Accreditation: What it means for your family
According to research from the American Academy of Pediatrics, children who attend high-quality early learning programs demonstrate better skills in math, language and cognition; are better at developing interpersonal relationships; and have better behavioral self-regulation than children who attend lower quality programs. So it’s not enough to be average. The research says in order for children to be successful, they need to be in programs with exceptional standards and staff.
Centers that are nationally accredited have proven their commitment to provide high-quality care to all children and families. National Association for the Education of Young Children (NAEYC), National Accreditation Commission for Early Care and Education Programs (NAC), and National Early Childhood Program Accreditation (NECPA) are three honorable national accrediting agencies.
Professional educators within these agencies develop and consistently review high standards for the overall programs and provide a framework for sustaining exceptional quality over time.
The top 10 characteristics of an accredited program:
- Teachers engage in warm, meaningful conversations with children and families and recognize children’s accomplishments.
- The program’s curriculum addresses all developmental areas and provides open-ended experiences for children through small/whole group interactions and indoor/outdoor environments.
- Teachers modify their teaching strategies to meet the children’s developmental needs and are fully engaged in play.
- Teachers use multiple assessment methods to develop goals for individual children and the whole group.
- The program has proper hand washing, diapering, cleaning, and sanitizing routines in place.
- Teachers have educational qualifications, training, and work experience in child development or a related field.
- he program believes in partnering and communicating with families through conferences, new family orientations, newsletters, and daily conversations.
- The program develops professional relationships within the community to provide enhanced learning experiences for the children and families.
- The program is designed for teachers to supervise children by sight and sound at all times.
- The program shares written policies and procedures with families and is licensed and/or regulated by a state agency.
When childcare centers enter into the accreditation process, teachers and administrators work together to improve their program as needed, strive for consistency in delivering high-quality care, and building strong relationships with your children and family.
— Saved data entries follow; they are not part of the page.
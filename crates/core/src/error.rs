//! Domain error model.

use serde::{Deserialize, Serialize};
use thiserror::Error;

/// Result type used across the domain layer.
pub type DomainResult<T> = Result<T, DomainError>;

/// Why no identity could be established.
///
/// Carried inside [`DomainError::Unauthorized`] so callers can tell an expired
/// token from a forged one. `InvalidCredentials` deliberately covers both the
/// unknown-account and the wrong-secret login failures.
#[derive(Debug, Copy, Clone, PartialEq, Eq, Hash, Serialize, Deserialize)]
#[serde(rename_all = "SCREAMING_SNAKE_CASE")]
pub enum UnauthorizedReason {
    MissingToken,
    InvalidToken,
    TokenExpired,
    AccountNotFound,
    AccountInactive,
    InvalidCredentials,
}

impl core::fmt::Display for UnauthorizedReason {
    fn fmt(&self, f: &mut core::fmt::Formatter<'_>) -> core::fmt::Result {
        let msg = match self {
            UnauthorizedReason::MissingToken => "access token is required",
            UnauthorizedReason::InvalidToken => "invalid token",
            UnauthorizedReason::TokenExpired => "token expired",
            UnauthorizedReason::AccountNotFound => "user not found or inactive",
            UnauthorizedReason::AccountInactive => "user not found or inactive",
            UnauthorizedReason::InvalidCredentials => "invalid credentials",
        };
        f.write_str(msg)
    }
}

/// Domain-level error.
///
/// Every fallible core operation returns one of these kinds. Mapping a kind to
/// a transport status is the API layer's job.
#[derive(Debug, Error, Clone, PartialEq, Eq)]
pub enum DomainError {
    /// No valid identity could be established.
    #[error("unauthorized: {0}")]
    Unauthorized(UnauthorizedReason),

    /// Identity established but the operation is not allowed.
    #[error("forbidden: {0}")]
    Forbidden(String),

    /// Uniqueness or referential conflict.
    #[error("conflict: {0}")]
    Conflict(String),

    /// Malformed or incomplete input to a management operation.
    #[error("invalid input: {0}")]
    InvalidInput(String),

    /// The addressed record does not exist.
    #[error("not found: {0}")]
    NotFound(String),

    /// Storage or cryptography failure. Never carries secret material.
    #[error("internal error: {0}")]
    Internal(String),
}

impl DomainError {
    pub fn unauthorized(reason: UnauthorizedReason) -> Self {
        Self::Unauthorized(reason)
    }

    pub fn forbidden(msg: impl Into<String>) -> Self {
        Self::Forbidden(msg.into())
    }

    pub fn conflict(msg: impl Into<String>) -> Self {
        Self::Conflict(msg.into())
    }

    pub fn invalid_input(msg: impl Into<String>) -> Self {
        Self::InvalidInput(msg.into())
    }

    pub fn not_found(what: impl Into<String>) -> Self {
        Self::NotFound(what.into())
    }

    pub fn internal(msg: impl Into<String>) -> Self {
        Self::Internal(msg.into())
    }

    /// Short, stable name of the error kind (safe to log).
    pub fn kind(&self) -> &'static str {
        match self {
            DomainError::Unauthorized(_) => "unauthorized",
            DomainError::Forbidden(_) => "forbidden",
            DomainError::Conflict(_) => "conflict",
            DomainError::InvalidInput(_) => "invalid_input",
            DomainError::NotFound(_) => "not_found",
            DomainError::Internal(_) => "internal",
        }
    }
}

#[cfg(test)]
mod tests {
    use super::*;

    #[test]
    fn credential_failures_share_one_message() {
        let a = DomainError::unauthorized(UnauthorizedReason::InvalidCredentials);
        let b = DomainError::unauthorized(UnauthorizedReason::InvalidCredentials);
        assert_eq!(a.to_string(), b.to_string());
        assert_eq!(a.kind(), "unauthorized");
    }

    #[test]
    fn missing_and_inactive_accounts_read_the_same() {
        assert_eq!(
            UnauthorizedReason::AccountNotFound.to_string(),
            UnauthorizedReason::AccountInactive.to_string()
        );
    }
}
Accredited childcare programs are committed to providing your family excellent service and providing the best education for your children from infancy to adolescence.
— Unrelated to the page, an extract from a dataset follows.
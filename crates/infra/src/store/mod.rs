//! Storage backends implementing [`libris_auth::AuthStore`].

pub mod in_memory;

pub use in_memory::InMemoryAuthStore;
The Accreditation process begins with a shared understanding between the administration, staff and families. The administration team will encourage families and staff to participate in surveys, conduct observations, provide results and develop improvement plans together in order to strengthen teaching skills, ensure your child’s health and safety, and enhance learning environments while continuing to meet your children’s developmental needs.
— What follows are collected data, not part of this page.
use serde::Serialize;

use libris_core::{DomainError, UnauthorizedReason};

use crate::permissions::{Action, Permission, Resource};
use crate::principal::ResolvedIdentity;

/// Decide whether `permissions` allow `action` on `resource`.
///
/// - No IO
/// - No panics
/// - Default deny; `MANAGE` elevates the action, never the resource
pub fn decide<'a, I>(permissions: I, resource: &Resource, action: Action) -> bool
where
    I: IntoIterator<Item = &'a Permission>,
{
    permissions.into_iter().any(|p| p.grants(resource, action))
}

/// The (resource, action) pair an operation requires.
#[derive(Debug, Clone, PartialEq, Eq, Hash, Serialize)]
pub struct RequiredPermission {
    pub resource: Resource,
    pub action: Action,
}

impl RequiredPermission {
    pub fn new(resource: Resource, action: Action) -> Self {
        Self { resource, action }
    }

    /// Parse raw strings, normalizing case.
    pub fn parse(resource: &str, action: &str) -> Result<Self, DomainError> {
        Ok(Self {
            resource: Resource::new(resource)?,
            action: action.parse()?,
        })
    }
}

impl core::fmt::Display for RequiredPermission {
    fn fmt(&self, f: &mut core::fmt::Formatter<'_>) -> core::fmt::Result {
        write!(f, "{}:{}", self.resource, self.action)
    }
}

// ─────────────────────────────────────────────────────────────────────────────
// Guard
// ─────────────────────────────────────────────────────────────────────────────

#[derive(Debug, Clone, Copy, PartialEq, Eq, Serialize)]
#[serde(rename_all = "SCREAMING_SNAKE_CASE")]
pub enum DenialKind {
    /// No identity was established.
    Unauthorized,
    /// Identity established, grant missing.
    Forbidden,
}

/// Structured reason for a rejected request.
#[derive(Debug, Clone, PartialEq, Eq, Serialize)]
#[serde(rename_all = "camelCase")]
pub struct Denial {
    pub kind: DenialKind,
    pub message: String,
    pub required: RequiredPermission,
}

/// Allow or deny `required` for an optional identity.
pub fn guard(identity: Option<&ResolvedIdentity>, required: &RequiredPermission) -> Result<(), Denial> {
    let Some(identity) = identity else {
        return Err(Denial {
            kind: DenialKind::Unauthorized,
            message: "authentication required".to_string(),
            required: required.clone(),
        });
    };

    if identity.can(&required.resource, required.action) {
        Ok(())
    } else {
        tracing::debug!(user_id = %identity.user_id(), required = %required, "permission denied");
        Err(Denial {
            kind: DenialKind::Forbidden,
            message: format!("insufficient permissions: requires {required}"),
            required: required.clone(),
        })
    }
}

impl From<Denial> for DomainError {
    fn from(denial: Denial) -> Self {
        match denial.kind {
            DenialKind::Unauthorized => DomainError::unauthorized(UnauthorizedReason::MissingToken),
            DenialKind::Forbidden => DomainError::forbidden(denial.message),
        }
    }
}

/// Whether the identity holds an active role called `name` (case-insensitive).
pub fn has_role(identity: &ResolvedIdentity, name: &str) -> bool {
    identity.has_role(name)
}

// ─────────────────────────────────────────────────────────────────────────────
// Authorization Explanation
// ─────────────────────────────────────────────────────────────────────────────

/// One effective grant, flattened for display.
#[derive(Debug, Clone, PartialEq, Eq, Serialize)]
pub struct GrantSummary {
    pub name: String,
    pub resource: Resource,
    pub action: Action,
}

impl From<&Permission> for GrantSummary {
    fn from(p: &Permission) -> Self {
        Self {
            name: p.name.clone(),
            resource: p.resource.clone(),
            action: p.action,
        }
    }
}

/// Detailed explanation of an authorization decision.
#[derive(Debug, Clone, PartialEq, Eq, Serialize)]
#[serde(rename_all = "camelCase")]
pub struct AuthorizationExplanation {
    pub has_permission: bool,
    pub resource: Resource,
    pub action: Action,

    /// Name of the permission that satisfied the request, if any. An exact
    /// match is preferred over a `MANAGE` grant.
    pub granted_by: Option<String>,

    pub roles: Vec<String>,
    pub user_permissions: Vec<GrantSummary>,

    /// If denied, this explains what was missing.
    pub denial_reason: Option<DenialReason>,
}

#[derive(Debug, Clone, PartialEq, Eq, Serialize)]
#[serde(rename_all = "camelCase")]
pub struct DenialReason {
    pub kind: DenialKind,
    pub message: String,
    pub suggestions: Vec<String>,
}

/// Explain why a request would be allowed or denied for `identity`.
pub fn explain(identity: &ResolvedIdentity, required: &RequiredPermission) -> AuthorizationExplanation {
    let perms = &identity.effective_permissions;
    let exact = perms
        .iter()
        .find(|p| p.resource == required.resource && p.action == required.action);
    let manage = perms
        .iter()
        .find(|p| p.resource == required.resource && p.action == Action::Manage);
    let granted_by = exact.or(manage).map(|p| p.name.clone());

    let denial_reason = if granted_by.is_some() {
        None
    } else {
        let mut suggestions = vec![
            format!("Assign a role that grants {required}"),
            format!(
                "Assign a role that grants {}:{} (implies every action)",
                required.resource,
                Action::Manage
            ),
        ];
        if perms.iter().all(|p| p.resource != required.resource) {
            suggestions.push(format!(
                "No current permission touches resource {}",
                required.resource
            ));
        }
        Some(DenialReason {
            kind: DenialKind::Forbidden,
            message: format!("missing required permission {required}"),
            suggestions,
        })
    };

    AuthorizationExplanation {
        has_permission: granted_by.is_some(),
        resource: required.resource.clone(),
        action: required.action,
        granted_by,
        roles: identity.roles.iter().map(|r| r.name.clone()).collect(),
        user_permissions: perms.iter().map(GrantSummary::from).collect(),
        denial_reason,
    }
}

#[cfg(test)]
mod tests {
    use super::*;
    use crate::roles::Role;
    use crate::user::{User, UserView};
    use chrono::Utc;
    use proptest::prelude::*;

    fn perm(resource: &Resource, action: Action) -> Permission {
        let name = format!("{action}_{resource}");
        Permission::new(&name, resource.clone(), action, "", Utc::now()).unwrap()
    }

    fn identity(perms: Vec<Permission>) -> ResolvedIdentity {
        let user = User::new(
            "reader".into(),
            "reader@example.com".into(),
            "x".into(),
            "Reader".into(),
            vec![],
            Utc::now(),
        );
        let role = Role::new("READER", "", perms.iter().map(|p| p.id).collect(), false, Utc::now())
            .unwrap();
        ResolvedIdentity {
            user: UserView::from(&user),
            roles: vec![role],
            effective_permissions: perms,
        }
    }

    #[test]
    fn exact_match_allows_only_that_action() {
        let perms = vec![perm(&Resource::BOOKS, Action::Read)];
        assert!(decide(&perms, &Resource::BOOKS, Action::Read));
        assert!(!decide(&perms, &Resource::BOOKS, Action::Delete));
        assert!(!decide(&perms, &Resource::USERS, Action::Read));
    }

    #[test]
    fn empty_set_denies() {
        assert!(!decide(&Vec::<Permission>::new(), &Resource::BOOKS, Action::Read));
    }

    #[test]
    fn parse_normalizes_case_and_rejects_unknown_actions() {
        let r = RequiredPermission::parse("books", "read").unwrap();
        assert_eq!(r, RequiredPermission::new(Resource::BOOKS, Action::Read));
        assert_eq!(r.to_string(), "BOOKS:READ");
        assert!(RequiredPermission::parse("books", "publish").is_err());
    }

    #[test]
    fn guard_without_identity_is_unauthorized() {
        let req = RequiredPermission::new(Resource::BOOKS, Action::Read);
        let denial = guard(None, &req).unwrap_err();
        assert_eq!(denial.kind, DenialKind::Unauthorized);
        assert!(matches!(DomainError::from(denial), DomainError::Unauthorized(_)));
    }

    #[test]
    fn guard_with_missing_grant_is_forbidden() {
        let id = identity(vec![perm(&Resource::BOOKS, Action::Read)]);
        assert!(guard(Some(&id), &RequiredPermission::new(Resource::BOOKS, Action::Read)).is_ok());

        let denial = guard(Some(&id), &RequiredPermission::new(Resource::ROLES, Action::Read)).unwrap_err();
        assert_eq!(denial.kind, DenialKind::Forbidden);
        assert!(matches!(DomainError::from(denial), DomainError::Forbidden(_)));
    }

    #[test]
    fn explain_prefers_exact_match_over_manage() {
        let id = identity(vec![
            perm(&Resource::BOOKS, Action::Manage),
            perm(&Resource::BOOKS, Action::Read),
        ]);
        let e = explain(&id, &RequiredPermission::new(Resource::BOOKS, Action::Read));
        assert!(e.has_permission);
        assert_eq!(e.granted_by.as_deref(), Some("READ_BOOKS"));
        assert!(e.denial_reason.is_none());

        let e = explain(&id, &RequiredPermission::new(Resource::BOOKS, Action::Delete));
        assert_eq!(e.granted_by.as_deref(), Some("MANAGE_BOOKS"));
    }

    #[test]
    fn explain_denial_carries_suggestions() {
        let id = identity(vec![perm(&Resource::BOOKS, Action::Read)]);
        let e = explain(&id, &RequiredPermission::new(Resource::USERS, Action::Update));
        assert!(!e.has_permission);
        assert_eq!(e.roles, vec!["READER".to_string()]);
        let reason = e.denial_reason.unwrap();
        assert_eq!(reason.kind, DenialKind::Forbidden);
        assert_eq!(reason.suggestions.len(), 3);
    }

    #[test]
    fn has_role_ignores_case() {
        let id = identity(vec![]);
        assert!(has_role(&id, "reader"));
        assert!(!has_role(&id, "ADMIN"));
    }

    fn arb_action() -> impl Strategy<Value = Action> {
        prop::sample::select(Action::ALL.to_vec())
    }

    fn arb_resource() -> impl Strategy<Value = Resource> {
        prop::sample::select(vec![
            Resource::BOOKS,
            Resource::USERS,
            Resource::ROLES,
            Resource::PERMISSIONS,
        ])
    }

    fn arb_permissions() -> impl Strategy<Value = Vec<Permission>> {
        prop::collection::vec((arb_resource(), arb_action()), 0..12)
            .prop_map(|pairs| pairs.iter().map(|(r, a)| perm(r, *a)).collect())
    }

    proptest! {
        #![proptest_config(ProptestConfig { cases: 256, .. ProptestConfig::default() })]

        #[test]
        fn decide_is_deterministic(perms in arb_permissions(), r in arb_resource(), a in arb_action()) {
            prop_assert_eq!(decide(&perms, &r, a), decide(&perms, &r, a));
        }

        #[test]
        fn manage_grants_every_action(mut perms in arb_permissions(), r in arb_resource(), a in arb_action()) {
            perms.push(perm(&r, Action::Manage));
            prop_assert!(decide(&perms, &r, a));
        }

        #[test]
        fn no_matching_resource_always_denies(perms in arb_permissions(), r in arb_resource(), a in arb_action()) {
            let others: Vec<Permission> = perms.into_iter().filter(|p| p.resource != r).collect();
            prop_assert!(!decide(&others, &r, a));
        }

        #[test]
        fn decide_matches_explain(perms in arb_permissions(), r in arb_resource(), a in arb_action()) {
            let id = identity(perms);
            let e = explain(&id, &RequiredPermission::new(r.clone(), a));
            prop_assert_eq!(e.has_permission, decide(&id.effective_permissions, &r, a));
        }
    }
}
A certified Validator will assess how the program meets the accrediting agency’s standards by observing the physical environment, curriculum, health and safety, interactions, and administration.
A program will achieve accreditation if the certified Validator recognizes high-quality care and if the agency’s standards are met.
Programs are awarded accreditation for three to five years depending on the agency. Programs are required to submit annual reports to the accrediting agency to ensure ongoing commitment to quality and improvement.